Swift started his Journal to Stella in 1710. “Stella” in this journal was his personal name for Esther Johnson, who was then living in Dublin. His intimate letters of endearment reveal a quite different aspect of this great satirist's mysterious personality. Q

After the death of Sir William Temple, Swift again retreated to Ireland and preached in a small rural community. In 1710, he turned his political views towards the new Tory government, and in 1713, as an appreciation of his skilful pamphlets, Queen Anne made him dean of St. Patrick's Cathedral in Dublin. Swift never changed his employment again, and through his writing championed the Irish cause. In his biting pamphlets he protested against the suffering under British rule, and encouraged the Irish to impose a boycott on British goods. For the Irish cause Swift wrote A Modest Proposal (1729), which embodies the cynical suggestion that the children of the Irish poor be sold for food to the wealthy, thus achieving general profit.
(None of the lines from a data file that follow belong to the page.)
//! 확신 점수 계산.
//!
//! 확신 점수는 네 가지 구성 요소의 가중 합입니다:
//! - 가치 (기본 30%): 종합 점수의 value_score
//! - 모멘텀 (기본 30%): 종합 점수의 momentum_score
//! - 거래량 (기본 20%): 20일 평균 대비 거래량 비율의 매핑
//! - 품질 (기본 20%): 종합 점수의 quality_score
//!
//! 거래량 비율 매핑: 1.5배 이상 → 100, 1.0~1.5배 → 50~100 선형,
//! 0.5~1.0배 → 0~50 선형, 0.5배 미만 → 0.
//!
//! 가중치는 설정값이며 합이 1.0(오차 1e-6)이어야 합니다.

use kquant_core::{CompositeScore, KquantError, KquantResult, SignalConfig};
use rust_decimal::Decimal;
use rust_decimal_macros::dec;
use serde::{Deserialize, Serialize};

/// 확신 점수 가중치.
#[derive(Debug, Clone, Serialize, Deserialize)]
pub struct ConvictionWeights {
    /// 가치 가중치
    pub value: Decimal,
    /// 모멘텀 가중치
    pub momentum: Decimal,
    /// 거래량 가중치
    pub volume: Decimal,
    /// 품질 가중치
    pub quality: Decimal,
}

impl Default for ConvictionWeights {
    fn default() -> Self {
        Self {
            value: dec!(0.30),
            momentum: dec!(0.30),
            volume: dec!(0.20),
            quality: dec!(0.20),
        }
    }
}

impl ConvictionWeights {
    /// 신호 설정에서 가중치를 만듭니다.
    pub fn from_config(config: &SignalConfig) -> Self {
        Self {
            value: config.weight_value,
            momentum: config.weight_momentum,
            volume: config.weight_volume,
            quality: config.weight_quality,
        }
    }

    /// 가중치 합이 1.0(오차 1e-6)인지 검증합니다.
    pub fn validate(&self) -> KquantResult<()> {
        let sum = self.value + self.momentum + self.volume + self.quality;
        if (sum - Decimal::ONE).abs() > dec!(0.000001) {
            return Err(KquantError::Config(format!(
                "conviction weights must sum to 1.0, got {}",
                sum
            )));
        }
        Ok(())
    }
}

/// 확신 점수 명세.
#[derive(Debug, Clone, Serialize, Deserialize)]
pub struct ConvictionScore {
    /// 총점 [0,100]
    pub total: Decimal,
    /// 가치 구성 요소
    pub value_component: Decimal,
    /// 모멘텀 구성 요소
    pub momentum_component: Decimal,
    /// 거래량 구성 요소
    pub volume_component: Decimal,
    /// 품질 구성 요소
    pub quality_component: Decimal,
    /// 근거 목록 (임계값 기반)
    pub reasons: Vec<String>,
}

/// 확신 점수 계산기.
#[derive(Debug, Clone)]
pub struct ConvictionScorer {
    weights: ConvictionWeights,
}

impl ConvictionScorer {
    /// 가중치 검증을 거쳐 계산기를 생성합니다.
    pub fn new(weights: ConvictionWeights) -> KquantResult<Self> {
        weights.validate()?;
        Ok(Self { weights })
    }

    /// 기본 가중치로 생성합니다.
    pub fn with_defaults() -> Self {
        Self {
            weights: ConvictionWeights::default(),
        }
    }

    /// 확신 점수를 계산합니다.
    ///
    /// `volume_ratio`는 당일 거래량 / 20일 평균 거래량입니다.
    /// 비율을 모르면 `None`으로 주면 중립값(50)이 쓰입니다.
    pub fn score(
        &self,
        composite: &CompositeScore,
        volume_ratio: Option<Decimal>,
    ) -> ConvictionScore {
        let value_component = composite.value_score;
        let momentum_component = composite.momentum_score;
        let quality_component = composite.quality_score;
        let volume_component = volume_ratio.map(volume_score).unwrap_or(dec!(50));

        let total = value_component * self.weights.value
            + momentum_component * self.weights.momentum
            + volume_component * self.weights.volume
            + quality_component * self.weights.quality;

        let mut reasons = Vec::new();
        if value_component >= dec!(70) {
            reasons.push("Strong value opportunity".to_string());
        }
        if momentum_component >= dec!(70) {
            reasons.push("Strong positive momentum".to_string());
        }
        if volume_component >= dec!(70) {
            reasons.push("High volume support".to_string());
        }
        if quality_component >= dec!(70) {
            reasons.push("High quality fundamentals".to_string());
        }

        ConvictionScore {
            total,
            value_component,
            momentum_component,
            volume_component,
            quality_component,
            reasons,
        }
    }
}

/// 거래량 비율을 점수 [0,100]로 매핑합니다.
fn volume_score(ratio: Decimal) -> Decimal {
    if ratio >= dec!(1.5) {
        dec!(100)
    } else if ratio >= Decimal::ONE {
        // 1.0배 → 50, 1.5배 → 100
        dec!(50) + (ratio - Decimal::ONE) / dec!(0.5) * dec!(50)
    } else if ratio >= dec!(0.5) {
        // 0.5배 → 0, 1.0배 → 50
        (ratio - dec!(0.5)) / dec!(0.5) * dec!(50)
    } else {
        Decimal::ZERO
    }
}

#[cfg(test)]
mod tests {
    use super::*;
    use chrono::{NaiveDate, Utc};
    use kquant_core::Ticker;

    fn composite(value: Decimal, momentum: Decimal, quality: Decimal) -> CompositeScore {
        CompositeScore {
            ticker: Ticker::new("005930").unwrap(),
            date: NaiveDate::from_ymd_opt(2026, 7, 1).unwrap(),
            value_score: value,
            growth_score: dec!(50),
            quality_score: quality,
            momentum_score: momentum,
            composite_score: dec!(60),
            percentile_rank: dec!(80),
            computed_at: Utc::now(),
        }
    }

    #[test]
    fn test_volume_score_mapping() {
        assert_eq!(volume_score(dec!(2.0)), dec!(100));
        assert_eq!(volume_score(dec!(1.5)), dec!(100));
        assert_eq!(volume_score(dec!(1.25)), dec!(75));
        assert_eq!(volume_score(dec!(1.0)), dec!(50));
        assert_eq!(volume_score(dec!(0.75)), dec!(25));
        assert_eq!(volume_score(dec!(0.5)), dec!(0));
        assert_eq!(volume_score(dec!(0.3)), dec!(0));
    }

    #[test]
    fn test_weighted_combination() {
        let scorer = ConvictionScorer::with_defaults();
        let score = scorer.score(&composite(dec!(80), dec!(60), dec!(70)), Some(dec!(1.0)));

        // 0.3*80 + 0.3*60 + 0.2*50 + 0.2*70 = 24 + 18 + 10 + 14 = 66
        assert_eq!(score.total, dec!(66));
        assert_eq!(score.volume_component, dec!(50));
    }

    #[test]
    fn test_reasons_seeded_by_thresholds() {
        let scorer = ConvictionScorer::with_defaults();
        let score = scorer.score(&composite(dec!(75), dec!(90), dec!(30)), Some(dec!(1.8)));

        assert!(score.reasons.contains(&"Strong value opportunity".to_string()));
        assert!(score.reasons.contains(&"Strong positive momentum".to_string()));
        assert!(score.reasons.contains(&"High volume support".to_string()));
        assert!(!score.reasons.iter().any(|r| r.contains("quality")));
    }

    #[test]
    fn test_missing_volume_ratio_is_neutral() {
        let scorer = ConvictionScorer::with_defaults();
        let score = scorer.score(&composite(dec!(60), dec!(60), dec!(60)), None);
        assert_eq!(score.volume_component, dec!(50));
    }

    #[test]
    fn test_invalid_weights_rejected() {
        let weights = ConvictionWeights {
            value: dec!(0.5),
            momentum: dec!(0.3),
            volume: dec!(0.2),
            quality: dec!(0.2),
        };
        assert!(ConvictionScorer::new(weights).is_err());
    }
}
Swift's masterwork, Travels into Several Remote Nations of the World, popularly known as Gulliver's Travels, was published anonymously in 1726 and became an instant success. Originally, Swift intended it as an allegorical and sharp attack on the arrogance and two-facedness of contemporary courts, statesmen, and political parties, but while writing this book, he integrated his new mocking thoughts on human society. Apart from its satirical aim, it is so imaginatively and simply written that it has remained a favourite children's book.